Data entries:
══════════

//! Route handlers.
//!
//! Conversion handlers read the whole multipart body into [`UploadForm`],
//! build a validated [`ConversionRequest`] and hand it to the orchestrator.
//! The rating handlers are thin JSON wrappers around [`RatingStore`].
//!
//! [`RatingStore`]: crate::rating::RatingStore

use super::error::ApiError;
use super::i18n;
use super::AppState;
use crate::config::{ConversionOptions, PageSize};
use crate::convert::{convert, Stage};
use crate::error::{ConvertError, RatingError, ValidationError};
use crate::output::ConversionResult;
use crate::pipeline::negotiate::{ConversionRequest, UploadedFile};
use crate::rating::RatingSnapshot;
use axum::{
    extract::{multipart::Field, ConnectInfo, Multipart, Query, State},
    http::{header, HeaderMap, StatusCode},
    response::{IntoResponse, Response},
    Json,
};
use axum::extract::rejection::JsonRejection;
use serde::{Deserialize, Serialize};
use std::collections::HashMap;
use std::net::SocketAddr;
use tracing::{debug, info};

// ── Multipart ────────────────────────────────────────────────────────────

/// A fully buffered multipart form.
#[derive(Debug, Default)]
pub struct UploadForm {
    /// File parts, in arrival order.
    pub files: Vec<UploadedFile>,
    /// Text fields; later duplicates win.
    pub fields: HashMap<String, String>,
}

impl UploadForm {
    pub fn field(&self, name: &str) -> Option<&str> {
        self.fields.get(name).map(String::as_str)
    }

    /// Remove and return the first file part named `name`.
    pub fn take_file(&mut self, name: &str) -> Option<UploadedFile> {
        let pos = self.files.iter().position(|f| f.field == name)?;
        Some(self.files.remove(pos))
    }
}

/// Read every part of `multipart` into memory.
///
/// A file part growing past `max_bytes` aborts the read with
/// [`ValidationError::TooLarge`] without buffering the rest of it.
pub async fn read_form(
    mut multipart: Multipart,
    max_bytes: usize,
) -> Result<UploadForm, ValidationError> {
    let mut form = UploadForm::default();

    while let Some(field) = multipart.next_field().await.map_err(multipart_error)? {
        let name = field.name().unwrap_or_default().to_string();
        match field.file_name().map(str::to_string) {
            Some(filename) => {
                let bytes = read_file_part(field, max_bytes).await?;
                debug!("Multipart file '{}' = '{}' ({} bytes)", name, filename, bytes.len());
                form.files.push(UploadedFile::new(name, filename, bytes));
            }
            None => {
                let value = field.text().await.map_err(multipart_error)?;
                form.fields.insert(name, value);
            }
        }
    }
    Ok(form)
}

async fn read_file_part(mut field: Field<'_>, max_bytes: usize) -> Result<Vec<u8>, ValidationError> {
    let mut bytes = Vec::new();
    while let Some(chunk) = field.chunk().await.map_err(multipart_error)? {
        if bytes.len() + chunk.len() > max_bytes {
            return Err(ValidationError::TooLarge {
                size: bytes.len() + chunk.len(),
                max: max_bytes,
            });
        }
        bytes.extend_from_slice(&chunk);
    }
    Ok(bytes)
}

fn multipart_error(e: axum::extract::multipart::MultipartError) -> ValidationError {
    if e.status() == StatusCode::PAYLOAD_TOO_LARGE {
        ValidationError::RequestTooLarge { max: 0 }
    } else {
        ValidationError::MalformedUpload(e.body_text())
    }
}

// ── Conversion routes ────────────────────────────────────────────────────

/// Handler: POST /convert
///
/// Fields: `pdf` (file), `format` (`jpg`|`jpeg`|`png`), optional `dpi`.
pub async fn convert_pdf(
    State(state): State<AppState>,
    multipart: Multipart,
) -> Result<Response, ConvertError> {
    debug!(stage = %Stage::Received, "POST /convert");
    let mut form = read_form(multipart, state.config.max_upload_bytes)
        .await
        .map_err(|e| with_request_limit(e, &state))?;

    let mut options = state.config.conversion_options();
    if let Some(dpi) = form.field("dpi").filter(|v| !v.trim().is_empty()) {
        options.dpi = parse_dpi(dpi)?;
    }

    let pdf = form.take_file("pdf");
    let request = ConversionRequest::pdf_to_images(pdf, form.field("format"), options)?;
    let result = convert(request, state.rasterizer.clone()).await?;
    Ok(download(result))
}

/// Handler: POST /jpg-to-pdf
///
/// Fields: `images[N]` (files), optional `layout` (`letter`|`a4`|`image`)
/// and `trim`.
pub async fn jpg_to_pdf(
    State(state): State<AppState>,
    multipart: Multipart,
) -> Result<Response, ConvertError> {
    debug!(stage = %Stage::Received, "POST /jpg-to-pdf");
    let form = read_form(multipart, state.config.max_upload_bytes)
        .await
        .map_err(|e| with_request_limit(e, &state))?;

    let options = image_options(&form, state.config.conversion_options(), state.config.canvas_dpi)?;
    let request = ConversionRequest::images_to_pdf(form.files, options)?;
    let result = convert(request, state.rasterizer.clone()).await?;
    Ok(download(result))
}

/// Apply the `layout` and `trim` form fields.
fn image_options(
    form: &UploadForm,
    mut options: ConversionOptions,
    canvas_dpi: u32,
) -> Result<ConversionOptions, ValidationError> {
    if let Some(layout) = form.field("layout").filter(|v| !v.trim().is_empty()) {
        options.layout = PageSize::parse(layout)?.policy(canvas_dpi);
    }
    if let Some(trim) = form.field("trim") {
        options.trim = is_truthy(trim);
    }
    Ok(options)
}

fn parse_dpi(raw: &str) -> Result<u32, ValidationError> {
    raw.trim()
        .parse::<u32>()
        .ok()
        .filter(|dpi| (72..=600).contains(dpi))
        .ok_or_else(|| ValidationError::InvalidOption {
            option: "dpi".to_string(),
            value: raw.to_string(),
        })
}

fn is_truthy(raw: &str) -> bool {
    matches!(
        raw.trim().to_ascii_lowercase().as_str(),
        "1" | "true" | "on" | "yes"
    )
}

fn with_request_limit(e: ValidationError, state: &AppState) -> ValidationError {
    match e {
        ValidationError::RequestTooLarge { .. } => ValidationError::RequestTooLarge {
            max: state.config.max_request_bytes(),
        },
        other => other,
    }
}

/// Attachment response for a finished conversion.
fn download(result: ConversionResult) -> Response {
    debug!(
        stage = %Stage::Responded,
        "Sending {} ({} bytes)",
        result.suggested_filename,
        result.payload.len()
    );
    (
        StatusCode::OK,
        [
            (header::CONTENT_TYPE, result.mime_type.to_string()),
            (header::CONTENT_DISPOSITION, result.content_disposition()),
        ],
        result.payload,
    )
        .into_response()
}

// ── Rating ───────────────────────────────────────────────────────────────

#[derive(Debug, Deserialize)]
pub struct RateRequest {
    pub rating: i64,
}

#[derive(Debug, Default, Deserialize)]
pub struct LangQuery {
    #[serde(default)]
    pub lang: Option<String>,
}

/// Handler: GET /rate
pub async fn rating_summary(State(state): State<AppState>) -> Result<Json<RatingSnapshot>, ApiError> {
    Ok(Json(state.ratings.summary().await?))
}

/// Handler: POST /rate
pub async fn rate(
    State(state): State<AppState>,
    connect: Option<ConnectInfo<SocketAddr>>,
    Query(query): Query<LangQuery>,
    headers: HeaderMap,
    payload: Result<Json<RateRequest>, JsonRejection>,
) -> Result<Json<RatingSnapshot>, ApiError> {
    let Json(body) = payload.map_err(|e| {
        ApiError::InvalidRequest(format!("Invalid rating payload: {}", e.body_text()))
    })?;

    let client = client_id(&state, connect, &headers);
    let today = chrono::Utc::now().date_naive();

    match state.ratings.record_vote(&client, body.rating, today).await {
        Ok(snapshot) => Ok(Json(snapshot)),
        Err(RatingError::AlreadyVotedToday) => {
            let lang = i18n::negotiate(query.lang.as_deref(), &headers);
            Err(ApiError::AlreadyVoted(lang.already_voted().to_string()))
        }
        Err(e) => Err(e.into()),
    }
}

/// Identify the voter: first `X-Forwarded-For` hop when trusted, else the
/// peer address.
fn client_id(
    state: &AppState,
    connect: Option<ConnectInfo<SocketAddr>>,
    headers: &HeaderMap,
) -> String {
    if state.config.trust_forwarded_for {
        let forwarded = headers
            .get("x-forwarded-for")
            .and_then(|v| v.to_str().ok())
            .and_then(|v| v.split(',').next())
            .map(str::trim)
            .filter(|v| !v.is_empty());
        if let Some(ip) = forwarded {
            return ip.to_string();
        }
    }
    connect
        .map(|ConnectInfo(addr)| addr.ip().to_string())
        .unwrap_or_else(|| "unknown".to_string())
}

// ── Health ───────────────────────────────────────────────────────────────

/// Health check response
#[derive(Serialize)]
pub struct HealthResponse {
    pub status: &'static str,
    pub service: &'static str,
    pub version: &'static str,
}

/// Handler: GET /health
pub async fn health() -> Json<HealthResponse> {
    info!("Health check");
    Json(HealthResponse {
        status: "healthy",
        service: env!("CARGO_PKG_NAME"),
        version: env!("CARGO_PKG_VERSION"),
    })
}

══════════

▸ WHAT TO WORK ON: All that belongs in the answer is the run of lines above from the line containing "let mut form = UploadForm::default();" through the line containing "while let Some(chunk)", exactly as written.

▸ EXERCISE OUTPUT:
    let mut form = UploadForm::default();

    while let Some(field) = multipart.next_field().await.map_err(multipart_error)? {
        let name = field.name().unwrap_or_default().to_string();
        match field.file_name().map(str::to_string) {
            Some(filename) => {
                let bytes = read_file_part(field, max_bytes).await?;
                debug!("Multipart file '{}' = '{}' ({} bytes)", name, filename, bytes.len());
                form.files.push(UploadedFile::new(name, filename, bytes));
            }
            None => {
                let value = field.text().await.map_err(multipart_error)?;
                form.fields.insert(name, value);
            }
        }
    }
    Ok(form)
}

async fn read_file_part(mut field: Field<'_>, max_bytes: usize) -> Result<Vec<u8>, ValidationError> {
    let mut bytes = Vec::new();
    while let Some(chunk) = field.chunk().await.map_err(multipart_error)? {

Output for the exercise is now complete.